You would (or maybe you wouldn’t) be surprised at how many would-be candidates either have not given this question sufficient thought, especially given the fact that they are making a decision that will impact their lifestyle and career for many years to come.  As a would-be lateral candidate, you are asking other people, other professionals, to buy into you, to invest time, effort, and in the law firm world a whole lot of money, into you.  On top of the credentials and experience a firm needs to service its client base and expand its future business opportunities (and too many candidates make the mistake of not understanding that firms are absolutely a business first and foremost), you need a compelling story.

When I was interviewing for law firm jobs, I found myself across the desk from the chair of the litigation group at the head office of the firm I would eventually join (and which is now the largest firm in the world).  Yes, he looked at my resume and saw my law school, my journal membership, my appellate clinic experience, and everything else on the single page intended to provide the best possible window into my background.  But what the interview and conversation really focused on was my perspective on what it meant to be a litigator.

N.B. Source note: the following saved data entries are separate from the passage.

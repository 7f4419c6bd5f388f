//! Error type shared by every fastgear operation.
//!
//! Errors fall into a small taxonomy ([`ErrorKind`]) so callers at an HTTP
//! boundary can map them without matching each variant.

use thiserror::Error;

/// Crate-wide result alias.
pub type Result<T> = std::result::Result<T, FastgearError>;

/// Broad classification of a [`FastgearError`].
#[derive(Debug, Clone, Copy, PartialEq, Eq, Hash)]
pub enum ErrorKind {
    /// Misconfigured options, schema or entity metadata. A programming error.
    Configuration,
    /// A single-row lookup or soft-delete target matched nothing.
    NotFound,
    /// A single-row lookup matched more than one row.
    Multiplicity,
    /// Caller-supplied input (pagination, identifiers) was rejected.
    BadRequest,
    /// The session failed to execute a statement.
    Database,
    /// A returned row could not be turned into the requested type.
    Decode,
}

#[derive(Debug, Error)]
pub enum FastgearError {
    #[error("Unknown option: {key} in {options}")]
    UnknownOption { key: String, options: &'static str },

    #[error("Option `{key}` in {options} expects {expected}")]
    InvalidOptionValue {
        key: String,
        options: &'static str,
        expected: &'static str,
    },

    #[error("Entity \"{entity}\" has no column named \"{column}\"")]
    MissingColumn { entity: String, column: String },

    #[error("Entity \"{entity}\" has no relation named \"{relation}\"")]
    UnknownRelation { entity: String, relation: String },

    #[error("Entity \"{entity}\" has a composite primary key; only single-column keys are supported")]
    CompositePrimaryKey { entity: String },

    #[error("Entity \"{entity}\" has no primary key")]
    MissingPrimaryKey { entity: String },

    #[error("Unknown table \"{0}\"")]
    UnknownTable(String),

    #[error("Table \"{0}\" is registered twice")]
    DuplicateTable(String),

    #[error("Foreign key {table}.{column} references unknown table or column \"{target}\"")]
    DanglingForeignKey {
        table: String,
        column: String,
        target: String,
    },

    #[error("Could not find any entity of type \"{entity}\" that matches with the search filter")]
    NotFound { entity: String },

    #[error("Expected a single \"{entity}\" but the search filter matched more than one row")]
    MultipleFound { entity: String },

    #[error("Invalid identifier \"{value}\" for column \"{column}\"")]
    InvalidIdentifier { column: String, value: String },

    #[error("Invalid pagination parameter: {0}")]
    InvalidPagination(String),

    #[error("Decode error: {0}")]
    Decode(String),

    #[error("Database error: {0}")]
    Database(String),

    #[error("Transaction error: {0}")]
    Transaction(String),

    #[error("Configuration error: {0}")]
    Config(#[from] config::ConfigError),

    #[cfg(feature = "postgres")]
    #[error("PostgreSQL error: {0}")]
    Postgres(#[from] may_postgres::Error),
}

impl FastgearError {
    pub fn not_found(entity: impl Into<String>) -> Self {
        Self::NotFound {
            entity: entity.into(),
        }
    }

    pub fn unknown_option(key: impl Into<String>, options: &'static str) -> Self {
        Self::UnknownOption {
            key: key.into(),
            options,
        }
    }

    pub fn missing_column(entity: impl Into<String>, column: impl Into<String>) -> Self {
        Self::MissingColumn {
            entity: entity.into(),
            column: column.into(),
        }
    }

    pub fn kind(&self) -> ErrorKind {
        match self {
            Self::UnknownOption { .. }
            | Self::InvalidOptionValue { .. }
            | Self::MissingColumn { .. }
            | Self::UnknownRelation { .. }
            | Self::CompositePrimaryKey { .. }
            | Self::MissingPrimaryKey { .. }
            | Self::UnknownTable(_)
            | Self::DuplicateTable(_)
            | Self::DanglingForeignKey { .. }
            | Self::Config(_) => ErrorKind::Configuration,
            Self::NotFound { .. } => ErrorKind::NotFound,
            Self::MultipleFound { .. } => ErrorKind::Multiplicity,
            Self::InvalidIdentifier { .. } | Self::InvalidPagination(_) => ErrorKind::BadRequest,
            Self::Decode(_) => ErrorKind::Decode,
            Self::Database(_) | Self::Transaction(_) => ErrorKind::Database,
            #[cfg(feature = "postgres")]
            Self::Postgres(_) => ErrorKind::Database,
        }
    }

    /// HTTP status code a web layer would answer with for this error.
    pub fn http_status(&self) -> u16 {
        match self.kind() {
            ErrorKind::NotFound => 404,
            ErrorKind::Multiplicity => 409,
            ErrorKind::BadRequest => 400,
            ErrorKind::Configuration | ErrorKind::Database | ErrorKind::Decode => 500,
        }
    }

    pub fn is_not_found(&self) -> bool {
        self.kind() == ErrorKind::NotFound
    }

    pub fn is_configuration(&self) -> bool {
        self.kind() == ErrorKind::Configuration
    }
}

It has been nearly a decade since that day, so this is not a direct quote, but what I simply told the partner was that, when boiled down to its essential elements, the heart of being a litigator is simply telling a story.  Your client has a story.  The other side has a story.  And your job is to take everything you can within the case, the facts, the law, the psychology of the judge (and jury, if applicable), and to tell a convincing story about why a decision for your client is the correct outcome.  Much to my delight, since I was trying to convince this partner to hire me, he sat back in his chair, smiled, and said “that’s exactly how I look at litigating too.”  Yes, there is a lot more that goes into it in terms of technical details, discovery practices, evidence, the applicable law, but at the end of the day, as a litigator you are telling the best story you can.

Circling back to your own career as a would-be lateral candidate, you need to be able to tell your own story convincingly enough that the people in charge at a firm, and preferably your top choice of firm, want to bring you on board.  Let me rephrase that – you do not just need to tell your own story convincingly, but you need to have a convincing story to begin with.  And that can take a lot more thought and a lot more work than most attorney candidates might imagine, or would like to invest in their own search.

So why are you looking to change jobs?

If it’s because you are looking to move to a different part of the country, why are you wanting to move there?  Unless you have close family there, or your fiancee or spouse already moved out ahead of you, there needs to be a compelling reason behind your decision.  You are trying to convince a firm to invest in you and your career, both in terms of the opportunity cost of choosing you above all other potential candidates, but also in terms of moving expenses, salary, training, support staff, and the time and energy it will take the partners and other associates to bring you into their matters and get you up to speed.  If you’ve only visited an area a couple of times, and just happened to “like” it, that is not very convincing, especially to firms in smaller cities and legal markets.  They want to hear that you know a lot about the region, that your desire to be there in the long term is greater than your desire to be somewhere else, and that you will stick around.  So give it as much thought as required so that a solid answer will roll off your tongue when the question inevitably comes up in an interview.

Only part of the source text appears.